As a health care professional, the best place to start building your network is with membership in one or more professional associations. They support you, through continuing education and advocacy. You can support them with membership and voluntarism.

Name a medical profession or specialty, and it probably has its own association. These associations exist primarily to fulfill two vital functions for the professions they represent: First, they provide continuing education opportunities to keep vital skills up to date. Second, they work with state and federal governments on important issues like licensing and accreditation.

For individuals who are thinking about entering a medical profession, or figuring out how to direct a career as a medical professional, these associations can be primary networking resources.

Start as a student
Step one is to find the association that relates to your current career decisions. (A partial list can be found in the sidebar.) Check out the websites of prospective associations. Many post their newsletters online, or allow non-members to subscribe. Read a few issues to learn more. If you're considering a move into a new profession, see what resources the association has for students. The association may tell you which programs are accredited and what scholarships and aid are available. Contacting the membership or education chair can be a great way to get help arranging informational interviews with people already in the field.

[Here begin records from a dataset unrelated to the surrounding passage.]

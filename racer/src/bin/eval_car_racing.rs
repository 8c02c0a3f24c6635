use anyhow::Result;
use racer::car_racing::{eval_env_config, evaluator_config, ppo_config};
use racer_core::{error::RacerError, load_agent, Env, Evaluator, VideoReport};
use racer_py_gym_env::GymEnv;
use racer_sb3_agent::PpoAgent;

fn main() -> Result<()> {
    env_logger::Builder::from_env(env_logger::Env::default().default_filter_or("info")).init();

    let config = evaluator_config();
    std::fs::create_dir_all(&config.video_dir)?;

    println!("Loading the trained model...");
    let mut agent = match load_agent::<GymEnv, PpoAgent>(&ppo_config(), &config.model_path) {
        Ok(agent) => agent,
        Err(e) => match e.downcast_ref::<RacerError>() {
            Some(err @ RacerError::ModelNotFound(_)) => {
                println!("{}", err);
                println!("Run train_car_racing first to train the model.");
                std::process::exit(err.exit_code());
            }
            _ => return Err(e),
        },
    };
    println!("Model loaded!");

    println!("\nSetting up the environment with video recording...");
    let env = GymEnv::build(&eval_env_config(&config), 0)?;
    let mut evaluator = Evaluator::new(env, config.n_episodes);

    let rule = "=".repeat(50);
    println!("\n{}\nStart test drive!\n{}", rule, rule);
    let n_episodes = config.n_episodes;
    evaluator.evaluate_with_progress(&mut agent, |ix, result| {
        println!("\nEpisode {}/{} finished", ix + 1, n_episodes);
        println!("   {}", result);
    })?;
    evaluator.close()?;

    println!("\n{}\nSaved videos:\n{}", rule, rule);
    println!("{}", VideoReport::scan(&config.video_dir)?);
    println!("\nOpen the videos with a player such as VLC.");

    Ok(())
}
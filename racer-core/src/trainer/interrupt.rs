use std::sync::{
    atomic::{AtomicBool, Ordering},
    Arc,
};

/// A cloneable flag requesting the learning loop to stop.
///
/// Triggering it makes [`CheckpointCallback`](super::CheckpointCallback) return
/// [`CallbackFlow::Stop`](crate::CallbackFlow::Stop), after which the trainer
/// proceeds to the final save as for a user interrupt.
#[derive(Clone, Debug, Default)]
pub struct Interrupt(Arc<AtomicBool>);

impl Interrupt {
    /// Constructs an untriggered flag.
    pub fn new() -> Self {
        Self::default()
    }

    /// Requests the learning loop to stop.
    pub fn trigger(&self) {
        self.0.store(true, Ordering::SeqCst);
    }

    /// Returns `true` if [`Interrupt::trigger`] has been called on any clone.
    pub fn is_triggered(&self) -> bool {
        self.0.load(Ordering::SeqCst)
    }
}
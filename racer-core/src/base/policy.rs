//! Policy.
use super::Env;
use anyhow::Result;

/// A policy on an environment.
///
/// Policy is a mapping from an observation to an action.
/// The mapping can be either of deterministic or stochastic.
pub trait Policy<E: Env> {
    /// Predicts an action given an observation.
    ///
    /// If `deterministic` is `true`, the action is selected without exploration noise.
    fn predict(&mut self, obs: &E::Obs, deterministic: bool) -> Result<E::Act>;
}
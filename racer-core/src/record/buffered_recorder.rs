use super::{Record, Recorder};

/// Buffered recorder.
///
/// Keeps every record in memory. This is used for inspecting records
/// written by [`Trainer`](crate::Trainer) in tests.
#[derive(Default)]
pub struct BufferedRecorder {
    buf: Vec<Record>,
}

impl BufferedRecorder {
    /// Construct the recorder.
    pub fn new() -> Self {
        Self::default()
    }

    /// Returns an iterator over the records.
    pub fn iter(&self) -> std::slice::Iter<Record> {
        self.buf.iter()
    }

    /// Returns the number of records.
    pub fn len(&self) -> usize {
        self.buf.len()
    }

    /// Returns `true` if no record has been written.
    pub fn is_empty(&self) -> bool {
        self.buf.is_empty()
    }
}

impl Recorder for BufferedRecorder {
    /// Write a [`Record`] to the buffer.
    fn write(&mut self, record: Record) {
        self.buf.push(record);
    }
}
//! Deterministic rollouts of a policy.
use crate::{Env, Policy};
use anyhow::Result;
use log::{info, trace};
use std::fmt;

/// Result of an evaluation episode.
#[derive(Debug, Clone, Copy, PartialEq)]
pub struct EpisodeResult {
    /// The number of [`Env::step`] calls in the episode.
    pub steps: usize,

    /// Sum of the rewards in the episode.
    pub total_reward: f32,
}

impl fmt::Display for EpisodeResult {
    fn fmt(&self, f: &mut fmt::Formatter<'_>) -> fmt::Result {
        write!(f, "steps: {}, score: {:.2}", self.steps, self.total_reward)
    }
}

/// Runs a fixed number of episodes with deterministic actions.
///
/// Episodes are independent: only the policy and the environment are shared.
pub struct Evaluator<E: Env> {
    /// The number of episodes to run during evaluation.
    n_episodes: usize,

    /// The environment instance used for evaluation.
    env: E,
}

impl<E: Env> Evaluator<E> {
    /// Constructs a new [`Evaluator`].
    ///
    /// The environment is typically built with a recording wrapper, so that every
    /// episode is captured to a video file.
    pub fn new(env: E, n_episodes: usize) -> Self {
        Self { n_episodes, env }
    }

    /// Runs the episodes and returns the result of each episode.
    pub fn evaluate<P: Policy<E>>(&mut self, policy: &mut P) -> Result<Vec<EpisodeResult>> {
        self.evaluate_with_progress(policy, |_, _| {})
    }

    /// Runs the episodes, calling `progress` with the index (starting from 0) and the
    /// result of each episode as soon as it ends.
    pub fn evaluate_with_progress<P, F>(
        &mut self,
        policy: &mut P,
        mut progress: F,
    ) -> Result<Vec<EpisodeResult>>
    where
        P: Policy<E>,
        F: FnMut(usize, &EpisodeResult),
    {
        let mut results = Vec::with_capacity(self.n_episodes);

        for ix in 0..self.n_episodes {
            info!("Episode {}/{}", ix + 1, self.n_episodes);
            let result = self.run_episode(policy)?;
            info!("Episode {} ended, {}", ix + 1, result);
            progress(ix, &result);
            results.push(result);
        }

        Ok(results)
    }

    fn run_episode<P: Policy<E>>(&mut self, policy: &mut P) -> Result<EpisodeResult> {
        let mut obs = self.env.reset()?;
        let mut steps = 0;
        let mut total_reward = 0f32;

        loop {
            let act = policy.predict(&obs, true)?;
            let (step, _) = self.env.step(&act)?;
            trace!("step {}, reward {}", steps, step.reward);
            total_reward += step.reward;
            steps += 1;
            if step.is_done() {
                break;
            }
            obs = step.obs;
        }

        Ok(EpisodeResult {
            steps,
            total_reward,
        })
    }

    /// Closes the environment, e.g., to finalize the video of the last episode.
    pub fn close(mut self) -> Result<()> {
        self.env.close()
    }
}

Volunteering makes a difference
Once you're a full-fledged member of the profession, joining the association is your first order of business. Supporting the association will ensure that it can support you with educational opportunities and advocacy. But, as with most things, what you get out of the organization will depend on what you're willing to put in. Volunteering is a way to make connections within the organization. You can start by serving on a committee or helping to plan an event. Moving more deeply into the work of the association can help you move up the career ladder. If you're interesting in administration, consider serving on the finance committee. If you want to move into management, move into a leadership position in the association. It's a way to learn new skills, demonstrate them to your peers and have an accomplishment that you can add to your résumé.

Don't assume that one association is enough, or that the same association will be the right one for you throughout your career. If you're thinking of relocating, you might want a national organization, or you might want to check out the association in the state or states you're thinking about moving to. If you're moving into a more specialized field, or into a management role, you might want to find a professional association whose members can give you insights and help you adapt to your new position.

It's okay to start small. But be prepared to see your involvement grow. It's a great way to make a difference - in your profession and in your career.